ASSIGNED TASK:
The required result is each line of the entries below containing the string "final".

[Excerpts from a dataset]
________________________________________
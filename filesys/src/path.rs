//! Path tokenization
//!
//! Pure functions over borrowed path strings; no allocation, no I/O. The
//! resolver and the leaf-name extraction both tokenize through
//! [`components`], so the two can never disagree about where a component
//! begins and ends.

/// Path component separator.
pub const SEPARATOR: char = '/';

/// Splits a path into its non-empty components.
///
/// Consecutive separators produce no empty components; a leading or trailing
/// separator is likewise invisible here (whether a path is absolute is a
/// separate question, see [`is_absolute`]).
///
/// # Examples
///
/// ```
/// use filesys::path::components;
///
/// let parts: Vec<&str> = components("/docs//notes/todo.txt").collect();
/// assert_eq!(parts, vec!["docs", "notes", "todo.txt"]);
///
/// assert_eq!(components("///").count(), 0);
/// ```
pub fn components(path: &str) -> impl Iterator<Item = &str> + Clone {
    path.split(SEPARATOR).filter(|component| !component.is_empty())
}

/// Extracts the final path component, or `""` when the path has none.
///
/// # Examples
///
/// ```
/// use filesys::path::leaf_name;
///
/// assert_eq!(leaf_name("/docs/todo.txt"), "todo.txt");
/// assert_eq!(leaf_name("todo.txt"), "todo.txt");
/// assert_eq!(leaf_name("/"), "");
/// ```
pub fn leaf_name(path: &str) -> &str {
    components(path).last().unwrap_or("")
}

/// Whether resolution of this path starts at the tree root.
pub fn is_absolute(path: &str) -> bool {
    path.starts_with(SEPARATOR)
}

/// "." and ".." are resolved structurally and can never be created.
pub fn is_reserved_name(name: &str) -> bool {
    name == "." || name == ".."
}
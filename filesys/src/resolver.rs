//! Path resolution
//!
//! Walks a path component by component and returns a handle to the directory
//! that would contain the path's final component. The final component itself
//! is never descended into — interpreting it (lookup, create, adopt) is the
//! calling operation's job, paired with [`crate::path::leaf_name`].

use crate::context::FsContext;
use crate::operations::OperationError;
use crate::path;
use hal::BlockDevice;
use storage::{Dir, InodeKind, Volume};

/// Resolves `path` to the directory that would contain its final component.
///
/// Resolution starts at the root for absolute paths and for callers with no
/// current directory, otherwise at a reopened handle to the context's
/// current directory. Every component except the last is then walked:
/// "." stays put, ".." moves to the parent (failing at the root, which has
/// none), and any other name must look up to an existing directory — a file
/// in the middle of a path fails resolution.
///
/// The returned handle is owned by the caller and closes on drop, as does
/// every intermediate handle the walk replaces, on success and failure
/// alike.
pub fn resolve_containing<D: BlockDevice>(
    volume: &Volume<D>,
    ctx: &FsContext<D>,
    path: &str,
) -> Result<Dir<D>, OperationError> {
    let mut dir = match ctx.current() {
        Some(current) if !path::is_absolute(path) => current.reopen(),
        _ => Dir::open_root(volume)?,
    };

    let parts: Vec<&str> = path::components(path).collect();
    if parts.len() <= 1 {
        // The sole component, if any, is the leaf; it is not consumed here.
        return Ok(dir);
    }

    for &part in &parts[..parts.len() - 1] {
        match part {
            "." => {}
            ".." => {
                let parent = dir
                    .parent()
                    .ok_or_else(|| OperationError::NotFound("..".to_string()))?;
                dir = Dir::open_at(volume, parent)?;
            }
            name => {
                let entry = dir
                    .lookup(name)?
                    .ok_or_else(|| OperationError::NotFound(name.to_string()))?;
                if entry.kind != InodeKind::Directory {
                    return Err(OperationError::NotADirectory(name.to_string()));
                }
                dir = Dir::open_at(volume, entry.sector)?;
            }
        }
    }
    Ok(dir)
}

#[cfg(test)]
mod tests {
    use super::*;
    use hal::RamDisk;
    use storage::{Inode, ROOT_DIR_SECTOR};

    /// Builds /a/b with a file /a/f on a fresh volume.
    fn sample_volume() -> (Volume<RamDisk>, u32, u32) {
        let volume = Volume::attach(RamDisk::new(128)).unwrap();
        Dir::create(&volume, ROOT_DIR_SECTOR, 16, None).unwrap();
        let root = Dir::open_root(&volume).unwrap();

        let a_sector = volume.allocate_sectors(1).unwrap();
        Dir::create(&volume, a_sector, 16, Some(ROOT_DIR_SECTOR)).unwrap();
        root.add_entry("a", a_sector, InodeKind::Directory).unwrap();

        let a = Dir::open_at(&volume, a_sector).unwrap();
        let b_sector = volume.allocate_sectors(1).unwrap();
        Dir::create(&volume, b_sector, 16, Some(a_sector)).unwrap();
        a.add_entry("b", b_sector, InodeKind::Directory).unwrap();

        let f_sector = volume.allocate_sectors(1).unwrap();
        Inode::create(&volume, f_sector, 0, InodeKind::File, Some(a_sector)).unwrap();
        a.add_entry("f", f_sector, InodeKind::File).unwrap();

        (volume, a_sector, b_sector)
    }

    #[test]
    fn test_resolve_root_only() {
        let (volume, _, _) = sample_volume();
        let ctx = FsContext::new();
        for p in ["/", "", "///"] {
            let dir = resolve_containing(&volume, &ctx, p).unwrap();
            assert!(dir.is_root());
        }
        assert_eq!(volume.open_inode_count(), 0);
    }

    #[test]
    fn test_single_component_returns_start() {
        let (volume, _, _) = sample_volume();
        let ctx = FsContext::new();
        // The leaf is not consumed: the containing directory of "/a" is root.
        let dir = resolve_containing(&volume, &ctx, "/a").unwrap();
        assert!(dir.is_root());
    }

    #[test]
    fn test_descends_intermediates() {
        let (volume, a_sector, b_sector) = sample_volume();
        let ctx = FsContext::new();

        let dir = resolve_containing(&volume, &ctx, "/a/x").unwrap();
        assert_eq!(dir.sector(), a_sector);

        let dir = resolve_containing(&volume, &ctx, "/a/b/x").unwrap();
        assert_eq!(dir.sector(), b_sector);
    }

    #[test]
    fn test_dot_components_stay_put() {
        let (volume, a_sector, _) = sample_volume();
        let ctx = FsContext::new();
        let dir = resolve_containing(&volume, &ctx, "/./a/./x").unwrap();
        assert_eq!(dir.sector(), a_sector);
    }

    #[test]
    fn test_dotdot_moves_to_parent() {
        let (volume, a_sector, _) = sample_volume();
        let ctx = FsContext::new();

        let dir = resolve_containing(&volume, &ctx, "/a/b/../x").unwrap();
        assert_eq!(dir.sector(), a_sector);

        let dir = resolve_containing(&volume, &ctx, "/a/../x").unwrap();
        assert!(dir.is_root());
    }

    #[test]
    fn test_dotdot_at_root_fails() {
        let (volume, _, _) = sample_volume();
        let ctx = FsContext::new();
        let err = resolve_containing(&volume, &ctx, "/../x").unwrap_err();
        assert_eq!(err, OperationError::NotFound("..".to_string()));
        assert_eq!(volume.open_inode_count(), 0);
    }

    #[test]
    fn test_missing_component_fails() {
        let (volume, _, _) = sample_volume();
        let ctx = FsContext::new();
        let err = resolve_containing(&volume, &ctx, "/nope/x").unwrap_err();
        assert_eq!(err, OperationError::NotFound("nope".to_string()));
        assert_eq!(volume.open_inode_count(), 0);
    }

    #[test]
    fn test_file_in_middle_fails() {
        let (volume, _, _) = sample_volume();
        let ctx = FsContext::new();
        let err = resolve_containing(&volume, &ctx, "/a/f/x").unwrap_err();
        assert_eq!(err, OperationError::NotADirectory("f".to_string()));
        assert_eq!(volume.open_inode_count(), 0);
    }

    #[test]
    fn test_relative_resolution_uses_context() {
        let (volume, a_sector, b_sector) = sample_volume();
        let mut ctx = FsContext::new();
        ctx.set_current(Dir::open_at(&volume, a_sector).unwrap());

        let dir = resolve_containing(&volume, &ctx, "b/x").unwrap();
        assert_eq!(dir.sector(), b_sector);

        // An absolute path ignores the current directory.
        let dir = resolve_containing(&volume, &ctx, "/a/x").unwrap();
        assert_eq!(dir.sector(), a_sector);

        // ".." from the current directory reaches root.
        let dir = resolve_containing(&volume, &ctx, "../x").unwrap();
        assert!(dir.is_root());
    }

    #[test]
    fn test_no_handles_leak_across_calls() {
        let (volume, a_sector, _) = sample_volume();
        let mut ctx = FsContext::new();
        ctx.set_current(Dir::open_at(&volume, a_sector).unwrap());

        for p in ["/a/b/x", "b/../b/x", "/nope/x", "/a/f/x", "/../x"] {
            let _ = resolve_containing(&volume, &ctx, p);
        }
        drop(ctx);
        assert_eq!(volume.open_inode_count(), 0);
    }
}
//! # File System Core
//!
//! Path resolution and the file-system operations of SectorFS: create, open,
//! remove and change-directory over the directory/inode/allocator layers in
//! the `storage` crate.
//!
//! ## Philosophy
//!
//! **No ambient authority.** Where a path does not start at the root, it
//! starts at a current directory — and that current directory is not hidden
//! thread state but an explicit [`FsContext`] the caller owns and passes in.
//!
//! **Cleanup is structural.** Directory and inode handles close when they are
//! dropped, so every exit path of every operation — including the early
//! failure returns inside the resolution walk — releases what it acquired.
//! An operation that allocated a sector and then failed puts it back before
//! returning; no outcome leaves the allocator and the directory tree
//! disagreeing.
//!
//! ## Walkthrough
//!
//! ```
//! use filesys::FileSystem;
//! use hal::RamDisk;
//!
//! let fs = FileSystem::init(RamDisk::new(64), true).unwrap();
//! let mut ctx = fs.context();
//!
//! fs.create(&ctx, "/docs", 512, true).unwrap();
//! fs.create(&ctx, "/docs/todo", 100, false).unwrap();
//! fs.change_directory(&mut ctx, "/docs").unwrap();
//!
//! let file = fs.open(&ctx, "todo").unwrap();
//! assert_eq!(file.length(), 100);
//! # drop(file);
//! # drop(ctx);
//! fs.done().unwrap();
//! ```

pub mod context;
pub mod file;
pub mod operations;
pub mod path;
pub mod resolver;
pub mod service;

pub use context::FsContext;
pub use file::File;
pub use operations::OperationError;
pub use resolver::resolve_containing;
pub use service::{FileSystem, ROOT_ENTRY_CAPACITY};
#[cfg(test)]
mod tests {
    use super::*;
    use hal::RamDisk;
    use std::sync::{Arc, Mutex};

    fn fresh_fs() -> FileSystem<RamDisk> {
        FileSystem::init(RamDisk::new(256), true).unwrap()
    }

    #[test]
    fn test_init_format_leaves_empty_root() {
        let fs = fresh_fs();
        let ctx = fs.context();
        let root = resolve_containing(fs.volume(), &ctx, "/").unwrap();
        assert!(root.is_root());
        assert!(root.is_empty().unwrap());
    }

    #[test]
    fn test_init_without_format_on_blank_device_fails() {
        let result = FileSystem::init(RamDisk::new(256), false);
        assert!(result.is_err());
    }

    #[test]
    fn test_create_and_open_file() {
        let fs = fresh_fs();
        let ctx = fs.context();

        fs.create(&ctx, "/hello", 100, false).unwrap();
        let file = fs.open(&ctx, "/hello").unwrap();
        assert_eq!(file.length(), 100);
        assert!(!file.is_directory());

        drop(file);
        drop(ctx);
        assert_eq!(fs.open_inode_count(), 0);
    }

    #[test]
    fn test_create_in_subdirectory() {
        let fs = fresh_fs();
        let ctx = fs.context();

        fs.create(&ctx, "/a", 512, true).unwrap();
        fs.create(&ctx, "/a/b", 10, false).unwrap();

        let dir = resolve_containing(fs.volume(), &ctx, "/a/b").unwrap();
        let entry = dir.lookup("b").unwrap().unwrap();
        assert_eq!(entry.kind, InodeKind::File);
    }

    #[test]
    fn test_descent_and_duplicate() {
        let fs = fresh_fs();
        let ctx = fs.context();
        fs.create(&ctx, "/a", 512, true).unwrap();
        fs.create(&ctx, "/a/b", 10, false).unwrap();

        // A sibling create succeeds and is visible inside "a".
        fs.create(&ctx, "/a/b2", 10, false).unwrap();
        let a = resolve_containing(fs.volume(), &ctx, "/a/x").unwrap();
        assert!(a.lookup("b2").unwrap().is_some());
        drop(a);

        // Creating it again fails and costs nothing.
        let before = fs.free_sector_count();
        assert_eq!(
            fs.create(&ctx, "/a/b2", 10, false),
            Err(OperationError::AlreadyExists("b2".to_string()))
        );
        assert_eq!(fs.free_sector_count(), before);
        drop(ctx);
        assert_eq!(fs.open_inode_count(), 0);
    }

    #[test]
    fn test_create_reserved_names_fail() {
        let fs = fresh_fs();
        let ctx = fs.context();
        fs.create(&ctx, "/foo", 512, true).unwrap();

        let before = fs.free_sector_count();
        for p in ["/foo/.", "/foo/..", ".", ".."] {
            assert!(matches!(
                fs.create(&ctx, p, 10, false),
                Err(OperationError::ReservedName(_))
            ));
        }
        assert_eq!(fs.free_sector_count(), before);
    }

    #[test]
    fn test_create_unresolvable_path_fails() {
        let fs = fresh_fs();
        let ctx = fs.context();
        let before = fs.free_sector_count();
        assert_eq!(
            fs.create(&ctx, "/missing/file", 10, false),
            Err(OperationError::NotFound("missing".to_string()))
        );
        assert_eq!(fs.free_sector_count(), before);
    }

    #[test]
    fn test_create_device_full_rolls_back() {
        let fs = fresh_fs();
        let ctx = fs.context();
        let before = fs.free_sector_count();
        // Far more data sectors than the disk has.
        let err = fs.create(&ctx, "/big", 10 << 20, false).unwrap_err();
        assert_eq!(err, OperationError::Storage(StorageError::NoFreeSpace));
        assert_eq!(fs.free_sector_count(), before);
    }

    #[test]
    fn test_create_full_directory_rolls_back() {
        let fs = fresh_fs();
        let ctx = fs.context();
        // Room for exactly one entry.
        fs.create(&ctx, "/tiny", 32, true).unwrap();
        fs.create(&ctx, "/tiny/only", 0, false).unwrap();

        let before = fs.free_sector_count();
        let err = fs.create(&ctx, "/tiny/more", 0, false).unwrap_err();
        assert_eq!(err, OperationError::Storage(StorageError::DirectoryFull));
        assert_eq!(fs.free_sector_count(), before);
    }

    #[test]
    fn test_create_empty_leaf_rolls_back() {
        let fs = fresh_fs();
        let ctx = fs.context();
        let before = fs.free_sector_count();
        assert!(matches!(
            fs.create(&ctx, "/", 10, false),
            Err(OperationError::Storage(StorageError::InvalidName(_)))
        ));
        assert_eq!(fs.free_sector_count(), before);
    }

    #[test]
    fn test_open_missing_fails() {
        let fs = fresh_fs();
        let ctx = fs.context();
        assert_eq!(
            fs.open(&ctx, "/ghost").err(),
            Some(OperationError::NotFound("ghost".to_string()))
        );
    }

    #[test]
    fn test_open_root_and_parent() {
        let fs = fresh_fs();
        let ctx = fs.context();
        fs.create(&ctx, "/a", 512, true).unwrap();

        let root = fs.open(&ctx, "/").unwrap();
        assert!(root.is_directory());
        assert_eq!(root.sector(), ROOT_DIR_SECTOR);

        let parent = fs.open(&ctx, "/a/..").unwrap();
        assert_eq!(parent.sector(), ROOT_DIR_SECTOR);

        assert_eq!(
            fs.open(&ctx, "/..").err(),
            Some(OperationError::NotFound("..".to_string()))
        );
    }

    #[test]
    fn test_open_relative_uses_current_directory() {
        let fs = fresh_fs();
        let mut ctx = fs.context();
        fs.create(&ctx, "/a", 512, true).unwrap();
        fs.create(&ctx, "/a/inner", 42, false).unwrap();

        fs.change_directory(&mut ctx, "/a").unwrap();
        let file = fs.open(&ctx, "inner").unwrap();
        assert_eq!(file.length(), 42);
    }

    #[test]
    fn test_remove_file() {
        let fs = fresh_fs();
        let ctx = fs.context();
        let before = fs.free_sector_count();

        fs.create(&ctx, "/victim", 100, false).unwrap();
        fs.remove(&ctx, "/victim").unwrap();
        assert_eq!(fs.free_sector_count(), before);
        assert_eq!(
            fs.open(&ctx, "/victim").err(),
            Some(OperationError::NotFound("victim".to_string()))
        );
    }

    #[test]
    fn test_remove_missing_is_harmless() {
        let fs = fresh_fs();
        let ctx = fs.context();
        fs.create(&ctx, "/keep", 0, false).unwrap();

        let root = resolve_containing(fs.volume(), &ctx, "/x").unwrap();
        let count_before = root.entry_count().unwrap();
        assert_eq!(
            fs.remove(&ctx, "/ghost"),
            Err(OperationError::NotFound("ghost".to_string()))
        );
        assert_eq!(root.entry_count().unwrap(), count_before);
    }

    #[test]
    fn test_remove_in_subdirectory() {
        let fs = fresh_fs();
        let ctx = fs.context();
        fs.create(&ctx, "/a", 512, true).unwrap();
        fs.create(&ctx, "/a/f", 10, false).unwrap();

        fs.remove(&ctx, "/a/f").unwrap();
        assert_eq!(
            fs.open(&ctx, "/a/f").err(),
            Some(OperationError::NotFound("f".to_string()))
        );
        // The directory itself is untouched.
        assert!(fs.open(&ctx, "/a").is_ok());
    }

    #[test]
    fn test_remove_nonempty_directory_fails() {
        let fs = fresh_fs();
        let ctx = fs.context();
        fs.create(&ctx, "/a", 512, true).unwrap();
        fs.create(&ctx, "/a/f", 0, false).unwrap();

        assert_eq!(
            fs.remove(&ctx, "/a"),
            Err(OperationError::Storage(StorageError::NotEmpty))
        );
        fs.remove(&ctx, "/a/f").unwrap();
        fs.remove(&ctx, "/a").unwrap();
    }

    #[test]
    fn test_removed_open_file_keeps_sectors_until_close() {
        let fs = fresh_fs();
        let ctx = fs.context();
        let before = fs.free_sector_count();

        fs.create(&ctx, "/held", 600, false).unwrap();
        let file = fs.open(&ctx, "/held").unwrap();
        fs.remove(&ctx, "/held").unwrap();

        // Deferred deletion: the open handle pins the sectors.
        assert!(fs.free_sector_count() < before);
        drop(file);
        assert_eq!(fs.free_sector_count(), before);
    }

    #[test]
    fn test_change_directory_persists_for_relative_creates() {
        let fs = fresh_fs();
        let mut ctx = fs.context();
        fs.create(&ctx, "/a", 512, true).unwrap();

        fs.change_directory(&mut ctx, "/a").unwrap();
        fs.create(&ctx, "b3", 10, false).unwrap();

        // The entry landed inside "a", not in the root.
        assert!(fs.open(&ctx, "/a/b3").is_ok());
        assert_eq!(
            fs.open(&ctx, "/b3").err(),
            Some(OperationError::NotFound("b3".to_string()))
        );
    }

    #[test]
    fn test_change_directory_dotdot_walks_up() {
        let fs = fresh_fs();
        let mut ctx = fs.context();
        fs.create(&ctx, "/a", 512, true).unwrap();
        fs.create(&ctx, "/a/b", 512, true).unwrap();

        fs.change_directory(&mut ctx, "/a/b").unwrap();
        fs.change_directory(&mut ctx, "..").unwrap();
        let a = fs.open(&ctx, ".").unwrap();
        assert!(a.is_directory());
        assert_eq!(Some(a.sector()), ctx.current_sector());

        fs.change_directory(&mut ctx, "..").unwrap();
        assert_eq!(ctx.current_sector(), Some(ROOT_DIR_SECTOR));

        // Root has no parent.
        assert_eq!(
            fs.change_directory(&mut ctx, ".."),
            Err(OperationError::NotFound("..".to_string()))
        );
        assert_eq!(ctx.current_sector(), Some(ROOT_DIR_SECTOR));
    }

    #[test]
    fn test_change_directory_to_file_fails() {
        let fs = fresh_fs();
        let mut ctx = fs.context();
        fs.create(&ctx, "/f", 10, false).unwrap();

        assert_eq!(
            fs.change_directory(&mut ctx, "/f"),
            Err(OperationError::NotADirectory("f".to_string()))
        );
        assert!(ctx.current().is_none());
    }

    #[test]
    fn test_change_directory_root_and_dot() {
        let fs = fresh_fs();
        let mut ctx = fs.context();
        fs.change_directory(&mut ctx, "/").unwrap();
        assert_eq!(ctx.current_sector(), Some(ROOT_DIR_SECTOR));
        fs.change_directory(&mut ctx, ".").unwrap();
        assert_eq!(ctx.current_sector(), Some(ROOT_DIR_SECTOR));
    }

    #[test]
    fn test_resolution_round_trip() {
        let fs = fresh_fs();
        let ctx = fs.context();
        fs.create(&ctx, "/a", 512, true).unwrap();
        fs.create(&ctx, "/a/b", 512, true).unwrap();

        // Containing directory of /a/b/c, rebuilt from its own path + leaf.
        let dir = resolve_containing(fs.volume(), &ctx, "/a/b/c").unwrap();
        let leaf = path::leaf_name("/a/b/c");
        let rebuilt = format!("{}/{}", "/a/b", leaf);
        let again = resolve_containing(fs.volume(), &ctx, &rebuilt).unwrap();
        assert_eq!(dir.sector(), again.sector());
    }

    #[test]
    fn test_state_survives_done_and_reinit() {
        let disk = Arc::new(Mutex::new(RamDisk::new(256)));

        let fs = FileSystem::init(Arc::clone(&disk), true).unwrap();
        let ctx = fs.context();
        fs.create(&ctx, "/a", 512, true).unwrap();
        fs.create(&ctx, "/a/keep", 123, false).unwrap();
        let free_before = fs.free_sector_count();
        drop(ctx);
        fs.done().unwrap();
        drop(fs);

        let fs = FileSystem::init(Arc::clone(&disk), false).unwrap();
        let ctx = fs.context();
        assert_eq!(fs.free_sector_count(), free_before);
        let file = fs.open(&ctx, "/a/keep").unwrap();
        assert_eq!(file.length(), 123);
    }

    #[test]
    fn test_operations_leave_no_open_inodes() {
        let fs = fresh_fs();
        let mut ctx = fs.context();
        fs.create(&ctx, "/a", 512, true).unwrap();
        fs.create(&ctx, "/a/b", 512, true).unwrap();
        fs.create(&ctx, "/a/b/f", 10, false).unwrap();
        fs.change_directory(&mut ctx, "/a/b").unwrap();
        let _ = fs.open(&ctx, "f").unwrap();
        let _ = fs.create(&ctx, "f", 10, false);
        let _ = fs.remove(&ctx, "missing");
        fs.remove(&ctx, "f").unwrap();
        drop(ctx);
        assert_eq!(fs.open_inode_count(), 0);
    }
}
________________________________________
TASK SOLUTION:
/// Extracts the final path component, or `""` when the path has none.
//! that would contain the path's final component. The final component itself
/// Resolves `path` to the directory that would contain its final component.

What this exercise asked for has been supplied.